The photograph in which John Lennon is seen leading the band members Ringo Starr, Paul McCartney and George Harrison over the crossing is instantly recognised across the world.

Beatles fans gathered around with guitars to sing songs and there were peace signs a-plenty, which brought the traffic to a standstill for sometime.

66-year-old Mary Anne Laffin, who flew in from New York to be at what she called a ‘holy shrine’. As a youngster, she ran on the pitch when The Beatles played at New York’s Shea Stadium in 1966. 

Recalling the moment she said, “I was 12 years old, saved up $5.50 to get a ticket and it was like being in heaven for 38 minutes. I was so overcome that I climbed over all the seats and ran, trying to get to the stage. I got carted off by the police”.

She also added, “Today, it is exciting to see all these people, that also love them, and how much they have meant to the world”.

The idea for the cover photo came up from a sketch by McCartney of stickmen on the zebra crossing. The picture was then planned and Scottish photographer Iain Macmillan took the photograph around 11:35 am on August 8, 1969.

In a 10-minute shoot, Macmillan took six frames, of which the fifth frame was used, the only one with the band stepping in unison over the six white zebra stripes. Macmillan standing on a stepladder in the middle of the street took the picture, while traffic policeman stopped the traffic.

Publicist Tony Bramwell said, “They needed a picture for the album sleeve. Paul had this vague idea of what it should be like. The day before, Macmillan did some test shots. The Beatles crossed the road three or four times and that was it. It’s an iconic photo, it’s an iconic record that Changed history”.

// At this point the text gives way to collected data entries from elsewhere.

//! End-to-end runs of the orchestrator against a fake host.
//!
//! Nothing here touches the real machine: the host, command runner and
//! prompter are all scripted, and the runner only records what it was asked
//! to execute.

use semver::Version;
use std::cell::{Cell, RefCell};
use std::ffi::{OsStr, OsString};
use std::path::{Path, PathBuf};
use tt_installer::{
    install, CommandOutput, CommandRunner, EnvironmentError, Host, InstallConfig, InstallError,
    InstallProgress, PhaseKind, PhaseState, Prompter, RunFailure, StructuredCommand,
};

struct FakeHost {
    os_release: String,
}

impl FakeHost {
    fn new(id: &str, version: &str) -> Self {
        Self {
            os_release: format!(
                "NAME=\"{id}\"\nID={id}\nVERSION_ID=\"{version}\"\nPRETTY_NAME=\"{id} {version}\"\n"
            ),
        }
    }
}

impl Host for FakeHost {
    fn read_os_release(&self) -> std::io::Result<String> {
        Ok(self.os_release.clone())
    }

    fn find_executable(&self, name: &str, _search_path: &OsStr) -> Option<PathBuf> {
        Some(PathBuf::from("/usr/bin").join(name))
    }

    fn is_file(&self, _path: &Path) -> bool {
        false
    }

    fn home_dir(&self) -> Option<PathBuf> {
        Some(PathBuf::from("/home/dev"))
    }

    fn is_root(&self) -> bool {
        false
    }

    async fn validate_sudo(&self, _sudo: &Path) -> bool {
        true
    }

    async fn tool_version(&self, _path: &Path, _search_path: &OsStr) -> Option<Version> {
        None
    }
}

#[derive(Default)]
struct RecordingRunner {
    fail_on: Vec<&'static str>,
    calls: RefCell<Vec<StructuredCommand>>,
    search_paths: RefCell<Vec<OsString>>,
}

impl RecordingRunner {
    fn failing_on(needle: &'static str) -> Self {
        Self {
            fail_on: vec![needle],
            ..Default::default()
        }
    }

    fn lines(&self) -> Vec<String> {
        self.calls.borrow().iter().map(|c| c.to_string()).collect()
    }
}

impl CommandRunner for RecordingRunner {
    async fn run(
        &self,
        command: &StructuredCommand,
        search_path: &OsStr,
    ) -> Result<CommandOutput, RunFailure> {
        self.calls.borrow_mut().push(command.clone());
        self.search_paths.borrow_mut().push(search_path.to_os_string());
        let line = command.to_string();
        if self.fail_on.iter().any(|n| line.contains(n)) {
            Ok(CommandOutput::failed(1))
        } else {
            Ok(CommandOutput::ok())
        }
    }
}

struct ScriptedPrompter {
    answer: bool,
    confirms: Cell<usize>,
    acknowledgments: Cell<usize>,
}

impl ScriptedPrompter {
    fn answering(answer: bool) -> Self {
        Self {
            answer,
            confirms: Cell::new(0),
            acknowledgments: Cell::new(0),
        }
    }
}

impl Prompter for ScriptedPrompter {
    fn confirm(&mut self, _question: &str, _default: bool) -> bool {
        self.confirms.set(self.confirms.get() + 1);
        self.answer
    }

    fn acknowledge(&mut self, _message: &str) -> bool {
        self.acknowledgments.set(self.acknowledgments.get() + 1);
        true
    }
}

fn config() -> InstallConfig {
    InstallConfig::new("/home/dev")
}

#[tokio::test]
async fn test_ubuntu_2204_full_install() {
    let host = FakeHost::new("ubuntu", "22.04");
    let runner = RecordingRunner::default();
    let mut prompter = ScriptedPrompter::answering(true);

    let report = install(&config(), &host, &runner, &mut prompter, OsStr::new("/usr/bin"), |_| {})
        .await
        .unwrap();

    assert_eq!(report.exit_code(), 0);
    assert!(report.mandatory_succeeded());
    assert_eq!(
        report.performed_optional(),
        vec![
            PhaseKind::Topology,
            PhaseKind::ProfilingDeps,
            PhaseKind::Metalium,
            PhaseKind::Buda,
            PhaseKind::Forge
        ]
    );
    // Five optional gates, no distribution prompt.
    assert_eq!(prompter.confirms.get(), 5);
    assert_eq!(prompter.acknowledgments.get(), 1);

    let summary = report.to_string();
    assert!(summary.contains("export TT_METAL_HOME=/home/dev/tenstorrent/tt-metal"));
    assert!(summary.contains("export ARCH_NAME=wormhole_b0"));
}

#[tokio::test]
async fn test_debian_halts_before_any_call() {
    let host = FakeHost::new("debian", "12");
    let runner = RecordingRunner::default();
    let mut prompter = ScriptedPrompter::answering(true);
    let events = RefCell::new(Vec::new());

    let err = install(&config(), &host, &runner, &mut prompter, OsStr::new("/usr/bin"), |p| {
        events.borrow_mut().push(p)
    })
    .await
    .unwrap_err();

    assert!(matches!(
        err,
        InstallError::Environment(EnvironmentError::DistributionUnsupported { .. })
    ));
    assert!(runner.calls.borrow().is_empty());
    assert_eq!(prompter.confirms.get(), 0);
    assert_eq!(events.into_inner(), vec![InstallProgress::ProbingEnvironment]);
}

#[tokio::test]
async fn test_unsupported_ubuntu_declined_makes_no_calls() {
    let host = FakeHost::new("ubuntu", "24.04");
    let runner = RecordingRunner::default();
    let mut prompter = ScriptedPrompter::answering(false);

    let err = install(&config(), &host, &runner, &mut prompter, OsStr::new("/usr/bin"), |_| {})
        .await
        .unwrap_err();

    assert!(err.to_string().contains("24.04"));
    assert_eq!(prompter.confirms.get(), 1);
    assert!(runner.calls.borrow().is_empty());
}

#[tokio::test]
async fn test_unsupported_ubuntu_confirmed_proceeds() {
    let host = FakeHost::new("ubuntu", "24.04");
    let runner = RecordingRunner::default();
    let mut prompter = ScriptedPrompter::answering(true);

    let report = install(&config(), &host, &runner, &mut prompter, OsStr::new("/usr/bin"), |_| {})
        .await
        .unwrap();

    assert_eq!(report.exit_code(), 0);
    assert_eq!(prompter.confirms.get(), 6);
}

#[tokio::test]
async fn test_driver_load_failure_halts_immediately() {
    let host = FakeHost::new("ubuntu", "22.04");
    let runner = RecordingRunner::failing_on("modprobe tenstorrent");
    let mut prompter = ScriptedPrompter::answering(true);

    let report = install(&config(), &host, &runner, &mut prompter, OsStr::new("/usr/bin"), |_| {})
        .await
        .unwrap();

    assert_eq!(report.exit_code(), 1);
    assert_eq!(report.halt_error().unwrap().phase(), PhaseKind::KernelDriver);
    let completed_after: Vec<_> = report
        .records
        .iter()
        .filter(|r| r.kind > PhaseKind::KernelDriver && r.state != PhaseState::Pending)
        .collect();
    assert!(completed_after.is_empty());
    assert_eq!(runner.lines().last().unwrap(), "sudo modprobe tenstorrent");
    assert_eq!(prompter.confirms.get(), 0);
}

#[tokio::test]
async fn test_verification_failure_blocks_sdk_phases() {
    let host = FakeHost::new("ubuntu", "22.04");
    let runner = RecordingRunner::failing_on("tt-smi -s");
    let mut prompter = ScriptedPrompter::answering(true);

    let report = install(&config(), &host, &runner, &mut prompter, OsStr::new("/usr/bin"), |_| {})
        .await
        .unwrap();

    assert_eq!(report.exit_code(), 1);
    for kind in [
        PhaseKind::Prerequisites,
        PhaseKind::KernelDriver,
        PhaseKind::Firmware,
        PhaseKind::HugePages,
        PhaseKind::SystemTools,
    ] {
        assert_eq!(report.state(kind), Some(PhaseState::Succeeded), "{}", kind);
    }
    assert_eq!(
        report.state(PhaseKind::DeviceVerification),
        Some(PhaseState::Failed)
    );
    for kind in [PhaseKind::Metalium, PhaseKind::Buda, PhaseKind::Forge] {
        assert_eq!(report.state(kind), Some(PhaseState::Pending));
    }
    assert!(!runner.lines().iter().any(|l| l.contains("git clone --recurse-submodules")));
    assert_eq!(prompter.confirms.get(), 0);
}

#[tokio::test]
async fn test_firmware_failure_warns_and_continues() {
    let host = FakeHost::new("ubuntu", "22.04");
    let runner = RecordingRunner::failing_on("tt-flash flash");
    let mut prompter = ScriptedPrompter::answering(false);

    let report = install(&config(), &host, &runner, &mut prompter, OsStr::new("/usr/bin"), |_| {})
        .await
        .unwrap();

    assert_eq!(report.exit_code(), 0);
    assert_eq!(report.failed(), vec![PhaseKind::Firmware]);
    assert_eq!(
        report.state(PhaseKind::DeviceVerification),
        Some(PhaseState::Succeeded)
    );
    assert!(report.to_string().contains("--force"));
}

#[tokio::test]
async fn test_declining_topology_makes_no_topology_calls() {
    let host = FakeHost::new("ubuntu", "22.04");
    let runner = RecordingRunner::default();
    let mut prompter = ScriptedPrompter::answering(false);

    let report = install(&config(), &host, &runner, &mut prompter, OsStr::new("/usr/bin"), |_| {})
        .await
        .unwrap();

    assert_eq!(report.state(PhaseKind::Topology), Some(PhaseState::Skipped));
    assert!(!runner.lines().iter().any(|l| l.contains("tt-topology")));
    assert!(!report.to_string().contains("export TT_METAL_HOME"));
}

#[tokio::test]
async fn test_nobuda_run() {
    let host = FakeHost::new("ubuntu", "20.04");
    let runner = RecordingRunner::default();
    let mut prompter = ScriptedPrompter::answering(true);
    let config = config().with_skip_buda(true);

    let report = install(&config, &host, &runner, &mut prompter, OsStr::new("/usr/bin"), |_| {})
        .await
        .unwrap();

    assert_eq!(report.exit_code(), 0);
    assert_eq!(report.state(PhaseKind::Buda), Some(PhaseState::Skipped));
    assert!(!runner.lines().iter().any(|l| l.contains("tt-buda")));
    assert_eq!(report.state(PhaseKind::Forge), Some(PhaseState::Succeeded));
    assert_eq!(prompter.confirms.get(), 4);
}

#[tokio::test]
async fn test_downloads_use_a_fresh_temporary_directory() {
    let host = FakeHost::new("ubuntu", "22.04");
    let runner = RecordingRunner::default();
    let mut prompter = ScriptedPrompter::answering(false);

    install(&config(), &host, &runner, &mut prompter, OsStr::new("/usr/bin"), |_| {})
        .await
        .unwrap();

    let calls = runner.calls.borrow();
    let destinations: Vec<PathBuf> = calls
        .iter()
        .filter(|c| c.program == "wget")
        .map(|c| {
            let i = c.args.iter().position(|a| a == "-O").unwrap();
            PathBuf::from(&c.args[i + 1])
        })
        .collect();
    assert_eq!(destinations.len(), 3);

    let dir = destinations[0].parent().unwrap().to_path_buf();
    let name = dir.file_name().unwrap().to_string_lossy().into_owned();
    assert!(name.starts_with("tt-installer-"));
    assert!(name.len() > "tt-installer-".len());
    assert!(destinations.iter().all(|d| d.parent() == Some(dir.as_path())));
    // Removed once the run is over.
    assert!(!dir.exists());
}

#[tokio::test]
async fn test_pip_installed_tools_are_on_the_command_search_path() {
    let host = FakeHost::new("ubuntu", "22.04");
    let runner = RecordingRunner::default();
    let mut prompter = ScriptedPrompter::answering(false);

    install(&config(), &host, &runner, &mut prompter, OsStr::new("/usr/bin:/bin"), |_| {})
        .await
        .unwrap();

    let paths = runner.search_paths.borrow();
    assert!(!paths.is_empty());
    for path in paths.iter() {
        let dirs: Vec<PathBuf> = std::env::split_paths(path).collect();
        assert_eq!(
            dirs,
            vec![
                PathBuf::from("/home/dev/.local/bin"),
                PathBuf::from("/usr/bin"),
                PathBuf::from("/bin")
            ]
        );
    }
}
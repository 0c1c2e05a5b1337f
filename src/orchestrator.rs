//! Top-level installation run.

use crate::executor::CommandRunner;
use crate::probe::{probe_environment, Host};
use crate::sequencer::run_plan;
use crate::{
    EnvironmentError, InstallConfig, InstallError, InstallPlan, InstallProgress, Prompter, RunReport,
};
use std::ffi::OsStr;
use tracing::{debug, info};

/// Prefix of the per-run download directory; `tempfile` appends a random suffix.
const DOWNLOAD_DIR_PREFIX: &str = "tt-installer-";

/// Provision the host.
///
/// 1. Probe the environment (no host mutation before this passes).
/// 2. Create a fresh temporary download directory.
/// 3. Build the plan and run it phase by phase.
///
/// The download directory is removed when the run ends, whatever the
/// outcome. Phase failures are reported in the returned [`RunReport`];
/// only environment problems come back as `Err`.
///
/// # Consent Model
///
/// Calling this function is consent to the mandatory phases. Optional
/// phases and unsupported distributions are confirmed through `prompter`.
///
/// # Example
///
/// ```rust,no_run
/// use tt_installer::{install, InstallConfig, StdinPrompter, SystemHost, SystemRunner};
///
/// #[tokio::main(flavor = "current_thread")]
/// async fn main() {
///     let config = InstallConfig::new("/home/dev");
///     let mut prompter = StdinPrompter::new(false);
///     let path = std::env::var_os("PATH").unwrap_or_default();
///     match install(&config, &SystemHost, &SystemRunner::default(), &mut prompter, &path, |p| {
///         println!("{}", p.description())
///     })
///     .await
///     {
///         Ok(report) => println!("{}", report),
///         Err(e) => eprintln!("{}. Fix: {}", e, e.fix_suggestion()),
///     }
/// }
/// ```
pub async fn install<H, R, P, F>(
    config: &InstallConfig,
    host: &H,
    runner: &R,
    prompter: &mut P,
    inherited_path: &OsStr,
    on_progress: F,
) -> Result<RunReport, InstallError>
where
    H: Host,
    R: CommandRunner,
    P: Prompter,
    F: Fn(InstallProgress),
{
    on_progress(InstallProgress::ProbingEnvironment);
    let facts = probe_environment(config, host, prompter, inherited_path).await?;

    let download_dir = tempfile::Builder::new()
        .prefix(DOWNLOAD_DIR_PREFIX)
        .tempdir()
        .map_err(|e| EnvironmentError::Workspace {
            message: e.to_string(),
            fix: "Make sure the temporary directory (TMPDIR or /tmp) exists and is writable"
                .to_string(),
        })?;
    debug!("Downloads go to {}", download_dir.path().display());

    let plan = InstallPlan::build(config, download_dir.path());
    info!(
        "Installing on {} with {} phases",
        facts.distribution.pretty_name,
        plan.phases().len()
    );

    let mut report = run_plan(&plan, runner, prompter, &facts.search_path, on_progress).await;
    report.sdk_environment = config.sdk_environment();

    if let Err(e) = download_dir.close() {
        debug!("Could not remove download directory: {}", e);
    }
    Ok(report)
}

‘Abbey Road’ was released on September 26 that year, six days after Lennon privately declared about his decision to quit the group. The album ‘Abbey Road’ has 17 songs that include Starr’s ‘Octopus’s Garden’, Lennon’s ‘Come Together’, Harrison’s ‘Here Comes the Sun’ and ‘Something’ and the closing medley of scraps of unfinished songs largely by McCartney.

The record rounded off their career and its eye-catching sleeve, which though did not feature the name of the band or the record, but became all-time classics.

On the 50th anniversary of the event, some 190 of The Beatles’ 210 songs that were recorded at Abbey Road studio were played. Abbey Road studio is the world’s first purpose-built recording studio. 

It is the celebrations that have drawn Beatles fans from across the world ever since, with a large number of fans walked over the zebra crossing replicating the iconic picture.